# WHAT THIS TASK INVOLVES
Nothing but an exact repeat of the entries below should appear in your answer.

(Collected data)
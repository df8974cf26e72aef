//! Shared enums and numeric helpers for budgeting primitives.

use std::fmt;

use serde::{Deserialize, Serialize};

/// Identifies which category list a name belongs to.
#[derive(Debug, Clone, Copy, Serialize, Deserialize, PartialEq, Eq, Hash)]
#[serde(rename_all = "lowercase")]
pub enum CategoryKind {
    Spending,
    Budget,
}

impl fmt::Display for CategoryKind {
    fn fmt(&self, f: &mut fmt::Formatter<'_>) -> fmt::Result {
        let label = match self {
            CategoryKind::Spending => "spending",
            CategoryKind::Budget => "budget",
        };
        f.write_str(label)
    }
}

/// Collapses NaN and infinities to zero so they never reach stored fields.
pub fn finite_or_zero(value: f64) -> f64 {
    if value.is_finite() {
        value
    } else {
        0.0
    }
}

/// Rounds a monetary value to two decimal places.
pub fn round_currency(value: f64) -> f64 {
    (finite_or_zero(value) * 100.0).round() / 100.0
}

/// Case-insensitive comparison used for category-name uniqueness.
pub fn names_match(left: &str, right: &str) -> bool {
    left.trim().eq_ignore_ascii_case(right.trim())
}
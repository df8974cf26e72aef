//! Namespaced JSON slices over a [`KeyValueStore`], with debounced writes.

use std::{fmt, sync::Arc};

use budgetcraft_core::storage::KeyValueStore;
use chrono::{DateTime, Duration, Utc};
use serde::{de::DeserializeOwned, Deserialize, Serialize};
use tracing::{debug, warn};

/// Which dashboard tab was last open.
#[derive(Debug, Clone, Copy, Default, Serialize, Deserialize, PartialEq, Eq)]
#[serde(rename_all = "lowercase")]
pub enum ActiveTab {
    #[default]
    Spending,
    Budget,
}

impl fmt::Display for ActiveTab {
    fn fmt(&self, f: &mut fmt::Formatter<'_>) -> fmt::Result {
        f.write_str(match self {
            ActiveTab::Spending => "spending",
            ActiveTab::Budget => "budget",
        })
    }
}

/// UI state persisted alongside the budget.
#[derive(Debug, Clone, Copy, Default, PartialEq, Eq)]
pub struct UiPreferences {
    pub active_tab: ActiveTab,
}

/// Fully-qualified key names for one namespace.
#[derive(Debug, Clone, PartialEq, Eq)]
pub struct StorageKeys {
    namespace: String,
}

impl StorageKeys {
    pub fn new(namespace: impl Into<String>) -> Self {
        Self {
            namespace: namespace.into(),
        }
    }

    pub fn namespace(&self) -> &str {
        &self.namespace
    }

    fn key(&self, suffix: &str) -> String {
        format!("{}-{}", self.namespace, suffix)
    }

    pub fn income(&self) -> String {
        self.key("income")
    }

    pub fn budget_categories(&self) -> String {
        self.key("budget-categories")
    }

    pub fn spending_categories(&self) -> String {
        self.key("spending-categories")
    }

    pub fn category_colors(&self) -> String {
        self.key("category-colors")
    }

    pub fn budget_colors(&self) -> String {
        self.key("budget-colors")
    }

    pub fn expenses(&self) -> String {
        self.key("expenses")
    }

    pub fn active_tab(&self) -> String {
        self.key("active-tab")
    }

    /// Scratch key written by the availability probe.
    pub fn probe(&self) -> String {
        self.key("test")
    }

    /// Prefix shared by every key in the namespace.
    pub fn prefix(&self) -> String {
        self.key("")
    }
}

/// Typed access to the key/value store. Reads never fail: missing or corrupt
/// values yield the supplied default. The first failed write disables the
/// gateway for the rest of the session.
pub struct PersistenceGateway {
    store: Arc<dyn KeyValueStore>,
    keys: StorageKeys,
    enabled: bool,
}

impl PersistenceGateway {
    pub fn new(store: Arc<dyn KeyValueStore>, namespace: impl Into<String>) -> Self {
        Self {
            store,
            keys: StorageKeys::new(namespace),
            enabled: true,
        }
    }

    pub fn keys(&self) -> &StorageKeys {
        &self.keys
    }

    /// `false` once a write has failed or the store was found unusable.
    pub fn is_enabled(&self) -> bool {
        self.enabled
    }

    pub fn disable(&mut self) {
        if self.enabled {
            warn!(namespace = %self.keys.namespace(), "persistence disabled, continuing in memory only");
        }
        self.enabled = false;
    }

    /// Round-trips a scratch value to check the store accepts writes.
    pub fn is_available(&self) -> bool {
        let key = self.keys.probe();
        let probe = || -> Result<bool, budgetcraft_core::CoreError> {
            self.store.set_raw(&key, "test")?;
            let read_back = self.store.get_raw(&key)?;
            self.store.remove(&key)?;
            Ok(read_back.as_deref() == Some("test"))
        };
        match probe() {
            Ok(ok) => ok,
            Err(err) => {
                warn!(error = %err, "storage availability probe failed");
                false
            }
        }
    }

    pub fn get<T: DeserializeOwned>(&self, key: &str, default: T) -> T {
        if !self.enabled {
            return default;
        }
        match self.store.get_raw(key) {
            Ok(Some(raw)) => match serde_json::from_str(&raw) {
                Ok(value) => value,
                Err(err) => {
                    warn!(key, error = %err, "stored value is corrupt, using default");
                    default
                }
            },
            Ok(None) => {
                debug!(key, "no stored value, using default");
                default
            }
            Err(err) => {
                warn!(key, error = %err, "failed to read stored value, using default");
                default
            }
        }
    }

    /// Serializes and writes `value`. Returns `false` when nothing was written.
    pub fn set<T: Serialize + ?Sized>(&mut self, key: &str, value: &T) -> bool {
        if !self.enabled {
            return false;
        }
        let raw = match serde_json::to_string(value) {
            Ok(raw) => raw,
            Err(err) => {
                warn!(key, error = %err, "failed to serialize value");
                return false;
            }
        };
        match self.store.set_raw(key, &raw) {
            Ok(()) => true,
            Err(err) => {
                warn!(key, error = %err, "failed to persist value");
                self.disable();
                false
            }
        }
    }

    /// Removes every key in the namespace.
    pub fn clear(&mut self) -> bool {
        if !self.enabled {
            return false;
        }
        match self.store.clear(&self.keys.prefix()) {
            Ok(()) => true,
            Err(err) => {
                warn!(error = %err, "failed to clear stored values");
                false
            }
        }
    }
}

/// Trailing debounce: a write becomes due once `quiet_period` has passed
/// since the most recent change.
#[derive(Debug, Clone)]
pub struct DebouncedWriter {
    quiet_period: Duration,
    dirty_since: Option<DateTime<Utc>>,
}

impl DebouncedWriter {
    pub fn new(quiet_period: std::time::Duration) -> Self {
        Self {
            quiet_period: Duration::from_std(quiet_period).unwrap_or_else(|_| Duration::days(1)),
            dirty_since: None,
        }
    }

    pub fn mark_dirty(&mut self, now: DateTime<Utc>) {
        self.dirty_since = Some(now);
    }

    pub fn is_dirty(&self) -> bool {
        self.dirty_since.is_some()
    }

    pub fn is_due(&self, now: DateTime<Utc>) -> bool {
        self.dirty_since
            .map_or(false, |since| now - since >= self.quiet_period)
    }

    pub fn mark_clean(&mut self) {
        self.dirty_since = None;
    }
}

# YOUR SOLUTION
repository df8974cf26e72aef
//! Shared enums and numeric helpers for budgeting primitives.

use std::fmt;

use serde::{Deserialize, Serialize};

/// Identifies which category list a name belongs to.
#[derive(Debug, Clone, Copy, Serialize, Deserialize, PartialEq, Eq, Hash)]
#[serde(rename_all = "lowercase")]
pub enum CategoryKind {
    Spending,
    Budget,
}

impl fmt::Display for CategoryKind {
    fn fmt(&self, f: &mut fmt::Formatter<'_>) -> fmt::Result {
        let label = match self {
            CategoryKind::Spending => "spending",
            CategoryKind::Budget => "budget",
        };
        f.write_str(label)
    }
}

/// Collapses NaN and infinities to zero so they never reach stored fields.
pub fn finite_or_zero(value: f64) -> f64 {
    if value.is_finite() {
        value
    } else {
        0.0
    }
}

/// Rounds a monetary value to two decimal places.
pub fn round_currency(value: f64) -> f64 {
    (finite_or_zero(value) * 100.0).round() / 100.0
}

/// Case-insensitive comparison used for category-name uniqueness.
pub fn names_match(left: &str, right: &str) -> bool {
    left.trim().eq_ignore_ascii_case(right.trim())
}
repository df8974cf26e72aef
//! Namespaced JSON slices over a [`KeyValueStore`], with debounced writes.

use std::{fmt, sync::Arc};

use budgetcraft_core::storage::KeyValueStore;
use chrono::{DateTime, Duration, Utc};
use serde::{de::DeserializeOwned, Deserialize, Serialize};
use tracing::{debug, warn};

/// Which dashboard tab was last open.
#[derive(Debug, Clone, Copy, Default, Serialize, Deserialize, PartialEq, Eq)]
#[serde(rename_all = "lowercase")]
pub enum ActiveTab {
    #[default]
    Spending,
    Budget,
}

impl fmt::Display for ActiveTab {
    fn fmt(&self, f: &mut fmt::Formatter<'_>) -> fmt::Result {
        f.write_str(match self {
            ActiveTab::Spending => "spending",
            ActiveTab::Budget => "budget",
        })
    }
}

/// UI state persisted alongside the budget.
#[derive(Debug, Clone, Copy, Default, PartialEq, Eq)]
pub struct UiPreferences {
    pub active_tab: ActiveTab,
}

/// Fully-qualified key names for one namespace.
#[derive(Debug, Clone, PartialEq, Eq)]
pub struct StorageKeys {
    namespace: String,
}

impl StorageKeys {
    pub fn new(namespace: impl Into<String>) -> Self {
        Self {
            namespace: namespace.into(),
        }
    }

    pub fn namespace(&self) -> &str {
        &self.namespace
    }

    fn key(&self, suffix: &str) -> String {
        format!("{}-{}", self.namespace, suffix)
    }

    pub fn income(&self) -> String {
        self.key("income")
    }

    pub fn budget_categories(&self) -> String {
        self.key("budget-categories")
    }

    pub fn spending_categories(&self) -> String {
        self.key("spending-categories")
    }

    pub fn category_colors(&self) -> String {
        self.key("category-colors")
    }

    pub fn budget_colors(&self) -> String {
        self.key("budget-colors")
    }

    pub fn expenses(&self) -> String {
        self.key("expenses")
    }

    pub fn active_tab(&self) -> String {
        self.key("active-tab")
    }

    /// Scratch key written by the availability probe.
    pub fn probe(&self) -> String {
        self.key("test")
    }

    /// Prefix shared by every key in the namespace.
    pub fn prefix(&self) -> String {
        self.key("")
    }
}

/// Typed access to the key/value store. Reads never fail: missing or corrupt
/// values yield the supplied default. The first failed write disables the
/// gateway for the rest of the session.
pub struct PersistenceGateway {
    store: Arc<dyn KeyValueStore>,
    keys: StorageKeys,
    enabled: bool,
}

impl PersistenceGateway {
    pub fn new(store: Arc<dyn KeyValueStore>, namespace: impl Into<String>) -> Self {
        Self {
            store,
            keys: StorageKeys::new(namespace),
            enabled: true,
        }
    }

    pub fn keys(&self) -> &StorageKeys {
        &self.keys
    }

    /// `false` once a write has failed or the store was found unusable.
    pub fn is_enabled(&self) -> bool {
        self.enabled
    }

    pub fn disable(&mut self) {
        if self.enabled {
            warn!(namespace = %self.keys.namespace(), "persistence disabled, continuing in memory only");
        }
        self.enabled = false;
    }

    /// Round-trips a scratch value to check the store accepts writes.
    pub fn is_available(&self) -> bool {
        let key = self.keys.probe();
        let probe = || -> Result<bool, budgetcraft_core::CoreError> {
            self.store.set_raw(&key, "test")?;
            let read_back = self.store.get_raw(&key)?;
            self.store.remove(&key)?;
            Ok(read_back.as_deref() == Some("test"))
        };
        match probe() {
            Ok(ok) => ok,
            Err(err) => {
                warn!(error = %err, "storage availability probe failed");
                false
            }
        }
    }

    pub fn get<T: DeserializeOwned>(&self, key: &str, default: T) -> T {
        if !self.enabled {
            return default;
        }
        match self.store.get_raw(key) {
            Ok(Some(raw)) => match serde_json::from_str(&raw) {
                Ok(value) => value,
                Err(err) => {
                    warn!(key, error = %err, "stored value is corrupt, using default");
                    default
                }
            },
            Ok(None) => {
                debug!(key, "no stored value, using default");
                default
            }
            Err(err) => {
                warn!(key, error = %err, "failed to read stored value, using default");
                default
            }
        }
    }

    /// Serializes and writes `value`. Returns `false` when nothing was written.
    pub fn set<T: Serialize + ?Sized>(&mut self, key: &str, value: &T) -> bool {
        if !self.enabled {
            return false;
        }
        let raw = match serde_json::to_string(value) {
            Ok(raw) => raw,
            Err(err) => {
                warn!(key, error = %err, "failed to serialize value");
                return false;
            }
        };
        match self.store.set_raw(key, &raw) {
            Ok(()) => true,
            Err(err) => {
                warn!(key, error = %err, "failed to persist value");
                self.disable();
                false
            }
        }
    }

    /// Removes every key in the namespace.
    pub fn clear(&mut self) -> bool {
        if !self.enabled {
            return false;
        }
        match self.store.clear(&self.keys.prefix()) {
            Ok(()) => true,
            Err(err) => {
                warn!(error = %err, "failed to clear stored values");
                false
            }
        }
    }
}

/// Trailing debounce: a write becomes due once `quiet_period` has passed
/// since the most recent change.
#[derive(Debug, Clone)]
pub struct DebouncedWriter {
    quiet_period: Duration,
    dirty_since: Option<DateTime<Utc>>,
}

impl DebouncedWriter {
    pub fn new(quiet_period: std::time::Duration) -> Self {
        Self {
            quiet_period: Duration::from_std(quiet_period).unwrap_or_else(|_| Duration::days(1)),
            dirty_since: None,
        }
    }

    pub fn mark_dirty(&mut self, now: DateTime<Utc>) {
        self.dirty_since = Some(now);
    }

    pub fn is_dirty(&self) -> bool {
        self.dirty_since.is_some()
    }

    pub fn is_due(&self, now: DateTime<Utc>) -> bool {
        self.dirty_since
            .map_or(false, |since| now - since >= self.quiet_period)
    }

    pub fn mark_clean(&mut self) {
        self.dirty_since = None;
    }
}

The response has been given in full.